The project will meet the following requirements:

  • Use Pandas to clean and format your data set(s)
  • Create a Jupyter Notebook describing the data exploration and cleanup process
  • Create a Jupyter Notebook illustrating the final data analysis
  • Use Matplotlib to create a total of 6-8 visualizations of your data (ideally, at least 2 per “question” you ask of your data)
  • Save PNG images of your visualizations to distribute to the class and instructional team, and for inclusion in your presentation
  • Optionally, use at least one API, if you can find an API with data pertinent to your primary research questions
  • Create a write-up summarizing your major findings. This should include a heading for each “question” you asked of your data, and under each heading, a short description of what you found and any relevant plots.

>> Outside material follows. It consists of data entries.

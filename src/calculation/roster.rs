//! Roster cleaning.
//!
//! Resolves join and resign dates to months and drops every employee whose
//! identity is ambiguous.

use std::collections::HashMap;

use tracing::{info, warn};

use crate::models::{CleanedEmployee, Period, RawEmployeeRecord};

use super::parse::parse_calendar_date;

/// The result of cleaning a roster extract.
#[derive(Debug, Clone, PartialEq, Eq)]
pub struct RosterCleaningResult {
    /// Employees with a unique identifier, in input order.
    pub employees: Vec<CleanedEmployee>,
    /// Identifiers that occurred more than once and were dropped, ascending.
    pub duplicate_ids: Vec<i64>,
}

/// Cleans raw roster rows into employees with unambiguous identities.
///
/// Every row whose `employee_id` occurs more than once in the input is
/// removed, all occurrences included. Join and resign dates are reduced to
/// their month; a blank or unreadable date becomes `None`, which means no
/// boundary exclusion applies on that side (a missing resign date reads as
/// "still employed").
///
/// # Examples
///
/// ```
/// use salary_per_hour::calculation::clean_employees;
/// use salary_per_hour::models::{Period, RawEmployeeRecord};
/// use rust_decimal::Decimal;
///
/// let raw = RawEmployeeRecord {
///     employee_id: 1,
///     branch_id: 5,
///     join_date: Some("2023-06-01".to_string()),
///     resign_date: None,
///     salary: Decimal::new(8000, 0),
/// };
/// let result = clean_employees(&[raw.clone(), RawEmployeeRecord { employee_id: 2, ..raw }]);
/// assert_eq!(result.employees.len(), 2);
/// assert_eq!(result.employees[0].join_period, Some(Period::new(2023, 6)));
/// assert_eq!(result.employees[0].resign_period, None);
/// ```
pub fn clean_employees(records: &[RawEmployeeRecord]) -> RosterCleaningResult {
    let mut occurrences: HashMap<i64, usize> = HashMap::new();
    for record in records {
        *occurrences.entry(record.employee_id).or_default() += 1;
    }

    let mut duplicate_ids: Vec<i64> = occurrences
        .iter()
        .filter(|(_, count)| **count > 1)
        .map(|(employee_id, _)| *employee_id)
        .collect();
    duplicate_ids.sort_unstable();

    let employees: Vec<CleanedEmployee> = records
        .iter()
        .filter(|record| occurrences.get(&record.employee_id) == Some(&1))
        .map(|record| CleanedEmployee {
            employee_id: record.employee_id,
            branch_id: record.branch_id,
            join_period: to_period(record.join_date.as_deref()),
            resign_period: to_period(record.resign_date.as_deref()),
            salary: record.salary,
        })
        .collect();

    if !duplicate_ids.is_empty() {
        warn!(
            count = duplicate_ids.len(),
            employee_ids = ?duplicate_ids,
            "dropping employees with duplicate identifiers"
        );
    }

    info!(
        input_rows = records.len(),
        output_rows = employees.len(),
        "employees cleaned"
    );

    RosterCleaningResult {
        employees,
        duplicate_ids,
    }
}

fn to_period(value: Option<&str>) -> Option<Period> {
    value.and_then(parse_calendar_date).map(Period::from_date)
}
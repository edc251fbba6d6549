use std::path::PathBuf;

use anyhow::Context;
use clap::Parser;
use tracing::info;
use tracing_subscriber::{layer::SubscriberExt, util::SubscriberInitExt};

use salary_per_hour::config::{ConfigLoader, UpsertStrategy};
use salary_per_hour::input::{read_employees_file, read_timesheets_file};
use salary_per_hour::pipeline::{LoadOutcome, Pipeline};
use salary_per_hour::storage::{MetricStore, PostgresMetricStore};

/// Computes monthly salary per hour per branch and loads it into PostgreSQL.
#[derive(Debug, Parser)]
#[command(version, about)]
struct Args {
    /// Path to the pipeline configuration file.
    #[arg(short, long, default_value = "pipeline.yaml")]
    config: PathBuf,

    /// Override the configured upsert strategy (merge or replace).
    #[arg(long)]
    strategy: Option<UpsertStrategy>,

    /// Compute the metrics without connecting to the database. The
    /// configuration must still contain a complete `database` section.
    #[arg(long)]
    dry_run: bool,

    /// Print the run report as JSON on stdout.
    #[arg(long)]
    report_json: bool,
}

#[tokio::main]
async fn main() -> anyhow::Result<()> {
    let args = Args::parse();

    tracing_subscriber::registry()
        .with(
            tracing_subscriber::EnvFilter::try_from_default_env()
                .unwrap_or_else(|_| "info".into()),
        )
        .with(tracing_subscriber::fmt::layer().with_writer(std::io::stderr))
        .init();

    let mut config = ConfigLoader::load(&args.config)
        .with_context(|| format!("loading configuration from {}", args.config.display()))?
        .into_config();
    if let Some(strategy) = args.strategy {
        config.destination.strategy = strategy;
    }

    let timesheets = read_timesheets_file(&config.inputs.timesheets)?;
    let employees = read_employees_file(&config.inputs.employees)?;

    let pipeline = Pipeline::from_config(&config);
    let store = if args.dry_run {
        None
    } else {
        Some(PostgresMetricStore::connect(&config.database, &config.destination).await?)
    };

    let report = pipeline
        .run_inputs(
            &timesheets,
            &employees,
            store.as_ref().map(|s| s as &dyn MetricStore),
        )
        .await
        .context("salary-per-hour pipeline failed")?;

    if args.report_json {
        println!("{}", serde_json::to_string_pretty(&report)?);
    }

    match &report.load {
        LoadOutcome::Written(summary) => info!(
            run_id = %report.run_id,
            table = %config.destination.qualified_table(),
            inserted = summary.inserted,
            updated = summary.updated,
            replaced = summary.replaced,
            "load complete"
        ),
        LoadOutcome::SkippedEmpty => info!(run_id = %report.run_id, "nothing to load"),
        LoadOutcome::DryRun => info!(
            run_id = %report.run_id,
            metric_rows = report.metrics.len(),
            "dry run complete"
        ),
    }

    Ok(())
}
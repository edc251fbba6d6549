//! Persistence of reconciled metrics into the destination table.
//!
//! [`MetricStore`] is the seam between the pipeline and the storage engine.
//! [`load_metrics`] applies the configured [`UpsertStrategy`] on top of it.
//!
//! [`UpsertStrategy`]: crate::config::UpsertStrategy

mod memory;
mod postgres;
mod upsert;

use async_trait::async_trait;
use serde::{Deserialize, Serialize};

use crate::error::PipelineResult;
use crate::models::ReconciledMetric;

pub use memory::InMemoryMetricStore;
pub use postgres::PostgresMetricStore;
pub use upsert::{LoadSummary, load_metrics};

/// What a single merge did to the destination.
#[derive(Debug, Clone, Copy, PartialEq, Eq, Serialize, Deserialize)]
#[serde(rename_all = "snake_case")]
pub enum MergeOutcome {
    /// No row had the key; one was inserted.
    Inserted,
    /// A row with the key existed and its value was overwritten.
    Updated,
}

/// A destination table for branch-month metrics.
///
/// Implementations must make each call atomic: a failed `merge_metric` or
/// `replace_all` leaves the table as it was before the call.
#[async_trait]
pub trait MetricStore: Send + Sync {
    /// Qualified name of the destination, for logs and errors.
    fn table(&self) -> &str;

    /// Creates the destination table if it does not exist. Idempotent.
    async fn ensure_table(&self) -> PipelineResult<()>;

    /// Updates the row with the metric's key, or inserts one if none exists.
    async fn merge_metric(&self, metric: &ReconciledMetric) -> PipelineResult<MergeOutcome>;

    /// Replaces the whole table content with `metrics` in one transaction.
    ///
    /// Returns the number of rows written.
    async fn replace_all(&self, metrics: &[ReconciledMetric]) -> PipelineResult<u64>;

    /// Returns every row, ordered by year, month and branch.
    async fn fetch_all(&self) -> PipelineResult<Vec<ReconciledMetric>>;
}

Project Presentational Requirements

  • Be at least 8-10 min. long
  • Describe the core message or hypothesis for your project.
  • Describe the questions you and your group found interesting, and what motivated you to answer them
  • Summarize where and how you found the data you used to answer these questions
  • Describe the data exploration and cleanup process (accompanied by your Jupyter Notebook)
  • Describe the analysis process (accompanied by your Jupyter Notebook)
  • Summarize your conclusions. This should include a numerical summary (i.e., what data did your analysis yield), as well as visualizations of that summary (plots of the final analysis data)
  • Discuss the implications of your findings. This is where you get to have an open-ended discussion about what your findings “mean”.
  • Tell a good story! Storytelling through data analysis is no different than in literature. Find your narrative and use your analysis and visualization skills to highlight conflict and resolution in your data.

Prerequisites

To run this project the following tools are needed:

  • Python (tested with v3.85, earlier versions may work as well, but have not been tested)
  • Jupyter Notebooks and/or Jupyter Labs

Usage

  1. Clone the respository
  2. Download fire historical data from 1.88 Million US Wildfires to the Resources directory.
  3. Run the Tools/FireDataExporter.ipynb from Jupyter Notebook or Jupyter Labs to export the data from SQLLite to Fires.csv file which will contain the subset of data used for analysis
  4. Download and save the CA air quality data to the Resources directory. This can be done by running this helper Kaggle notebook. Note the following:
    • The notebook uses the BigQuery API and public Historical Air Quality data to generate the CSV data
    • The query can take a few minutes to complete
    • Once it is completed the data used for analysis can be downloaded from the output folder in the data menu on the right side
  5. Open and run FireAnalysis.ipynb from Jupyter Notebook or Jupyter Labs to run the fire related analysis.
  6. Open and run AirQualityCA.ipynb and CorrelationOfCountiesAndFire2015 from Jupyter Notebook or Jupyter Labs to run the air quality related analysis.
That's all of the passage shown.